Saturday, March 9, 2013

The Lord at work

This last week the Lord has really been speaking to me about really truly being in His will for my life. It's so true the God's timing is not ours. I don't know when of if he has a child planned for us but I have to be prepared either way. Over the last few weeks I have felt "less of a woman" because I am not a mom. One of my biggest depressed  days was this past Wednesday. I woke up in a fog and not really wanting to be near anyone or do anything. Wednesday morning when I walked into work I was given a special project that I had to get done. So I sat at my desk at work and popped on my ear buds and turned it to our local Christian Radio station. Around 10:00 they took a break from the music playing and Focus on the Family came on. Guess what it was on? That's right it was on being a Virtuous Woman; the woman God wants us to be. One of the things that really tugged my heart is the lady on the radio said God has a purpose for every woman whether she is a wife, mother, or called to be single.

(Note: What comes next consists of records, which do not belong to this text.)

use nogo_mcts::{
    nogo::NoGoBoard,
    policy::selection::{SelectionPolicy, UCB1Policy},
    GameState, PlayerId, SearchTree,
};
use rand::SeedableRng;
use rand_chacha::ChaCha20Rng;

// Black has two moves on a 1x2 board and either one leaves white stuck.
fn two_move_tree(rng: &mut ChaCha20Rng) -> SearchTree<NoGoBoard> {
    let board = NoGoBoard::new(2, 1).unwrap();
    let mut tree = SearchTree::new(board);
    let root = tree.root();

    let first = tree.expand(root, rng);
    let second = tree.expand(root, rng);
    assert_ne!(first, root);
    assert_ne!(second, root);
    assert_ne!(first, second);

    tree
}

#[test]
fn test_new_tree_has_only_root() {
    let tree = SearchTree::new(NoGoBoard::new(3, 3).unwrap());
    let root = tree.get(tree.root());

    assert_eq!(tree.len(), 1);
    assert!(root.parent.is_none());
    assert!(root.incoming.is_none());
    assert_eq!(root.legal_moves(), 9);
    assert_eq!(root.visits(), 0);
    assert_eq!(root.mover, PlayerId::Second);
    assert!(!root.is_terminal());
    assert!(!root.is_fully_expanded());
}

#[test]
fn test_select_stops_at_unexpanded_root() {
    let tree = SearchTree::new(NoGoBoard::new(3, 3).unwrap());
    let path = tree.select(&UCB1Policy::default());

    assert_eq!(path, vec![tree.root()]);
}

#[test]
fn test_expand_until_fully_expanded() {
    let mut rng = ChaCha20Rng::seed_from_u64(4);
    let mut tree = SearchTree::new(NoGoBoard::new(3, 3).unwrap());
    let root = tree.root();

    for _ in 0..9 {
        let child = tree.expand(root, &mut rng);
        assert_ne!(child, root);
        assert_eq!(tree.get(child).parent, Some(root));
    }

    assert_eq!(tree.len(), 10);
    assert!(tree.get(root).is_fully_expanded());
    for index in 0..9 {
        assert!(tree.child_by_move(root, index).is_some());
    }

    // Nothing is left to expand, so the leaf comes back unchanged.
    assert_eq!(tree.expand(root, &mut rng), root);
    assert_eq!(tree.len(), 10);
}

#[test]
fn test_expand_terminal_leaf_is_noop() {
    let board = NoGoBoard::from_rows(&["X."], PlayerId::Second).unwrap();
    let mut tree = SearchTree::new(board);
    let mut rng = ChaCha20Rng::seed_from_u64(0);

    assert!(tree.get(tree.root()).is_terminal());
    assert_eq!(tree.expand(tree.root(), &mut rng), tree.root());
    assert_eq!(tree.len(), 1);
    assert_eq!(tree.select(&UCB1Policy::default()), vec![tree.root()]);
}

#[test]
fn test_expanded_child_records_move_and_position() {
    let mut rng = ChaCha20Rng::seed_from_u64(12);
    let board = NoGoBoard::new(3, 3).unwrap();
    let mut tree = SearchTree::new(board.clone());

    let child = tree.expand(tree.root(), &mut rng);
    let node = tree.get(child);
    let mv = node.incoming.unwrap();

    assert_eq!(mv.player, PlayerId::First);
    assert_eq!(node.mover, PlayerId::First);
    assert_eq!(node.depth, 1);
    assert_eq!(node.state, board.apply(mv.index).unwrap());
    assert_eq!(node.state.current_player(), PlayerId::Second);
}

#[test]
fn test_backpropagate_credits_the_mover() {
    let mut rng = ChaCha20Rng::seed_from_u64(3);
    let mut tree = SearchTree::new(NoGoBoard::new(3, 1).unwrap());
    let root = tree.root();
    let child = tree.expand(root, &mut rng);
    let path = [root, child];

    tree.backpropagate(&path, PlayerId::First);
    assert_eq!(tree.get(root).visits(), 1);
    assert_eq!(tree.get(root).wins(), 0);
    assert_eq!(tree.get(child).visits(), 1);
    assert_eq!(tree.get(child).wins(), 1);

    tree.backpropagate(&path, PlayerId::Second);
    assert_eq!(tree.get(root).visits(), 2);
    assert_eq!(tree.get(root).wins(), 1);
    assert_eq!(tree.get(child).visits(), 2);
    assert_eq!(tree.get(child).wins(), 1);
}

#[test]
fn test_unvisited_child_is_always_selected() {
    let mut rng = ChaCha20Rng::seed_from_u64(9);
    let mut tree = two_move_tree(&mut rng);
    let root = tree.root();
    let children = tree.get(root).children.clone();
    let (visited, unvisited) = (children[0], children[1]);
    let mover = tree.get(visited).mover;

    // visits = 10, wins = 5 on one child, nothing on the other
    for i in 0..10 {
        let winner = if i % 2 == 0 { mover } else { mover.opponent() };
        tree.backpropagate(&[root, visited], winner);
    }
    assert_eq!(tree.get(visited).visits(), 10);
    assert_eq!(tree.get(visited).wins(), 5);

    let policy = UCB1Policy::default();
    for _ in 0..5 {
        assert_eq!(policy.select_child(&tree, root), Some(unvisited));
        assert_eq!(tree.select(&policy), vec![root, unvisited]);
    }
}

#[test]
fn test_ties_go_to_first_child() {
    let mut rng = ChaCha20Rng::seed_from_u64(10);
    let mut tree = two_move_tree(&mut rng);
    let root = tree.root();
    let children = tree.get(root).children.clone();

    // Both children lose once, so their scores are identical.
    for &child in &children {
        let loser = tree.get(child).mover;
        tree.backpropagate(&[root, child], loser.opponent());
    }

    let policy = UCB1Policy::default();
    assert_eq!(policy.select_child(&tree, root), Some(children[0]));
}

#[test]
fn test_select_descends_into_terminal_child() {
    let mut rng = ChaCha20Rng::seed_from_u64(6);
    let mut tree = two_move_tree(&mut rng);
    let root = tree.root();
    let children = tree.get(root).children.clone();

    for &child in &children {
        tree.backpropagate(&[root, child], PlayerId::First);
    }

    let path = tree.select(&UCB1Policy::default());
    assert_eq!(path.len(), 2);
    assert!(tree.get(path[1]).is_terminal());
}

#[test]
fn test_handles_survive_arena_growth() {
    let mut rng = ChaCha20Rng::seed_from_u64(21);
    let mut tree = SearchTree::new(NoGoBoard::new(4, 4).unwrap());
    let root = tree.root();
    let first = tree.expand(root, &mut rng);
    let first_move = tree.get(first).incoming;

    // Grow the arena well past its initial capacity.
    let mut frontier = vec![first];
    let mut step = 0;
    while tree.len() < 200 && step < 10_000 {
        let parent = frontier[step % frontier.len()];
        step += 1;
        let child = tree.expand(parent, &mut rng);
        if child != parent {
            frontier.push(child);
        }
    }
    assert!(tree.len() >= 200);

    assert_eq!(tree.get(first).incoming, first_move);
    assert_eq!(tree.get(first).parent, Some(root));
    for &id in &frontier[1..] {
        let parent = tree.get(id).parent.unwrap();
        assert!(tree.get(parent).children.contains(&id));
    }
}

We are to be the women God has planned for us to be. This really got me thinking because I am a wife and I have been putting David's needs aside and focusing on what I want and not being the wife I should be. I have not been the virtuous wife God had intended me to be towards David. So I made a decision to be happy with whatever path The Lord decides to give me because that is what He wants for me. I will be a much happier person by choosing to be happy in my life now instead of dwelling on what I do not have and start focusing on what God has blessed me with which is a wonderful Godly man that loves the Lord and that helps around the house (Truth be told he probably does more than me in this area). I have truly been blessed already and look forward to the blessing of the future. I have 2 of the most well be have dogs I could ever ask for.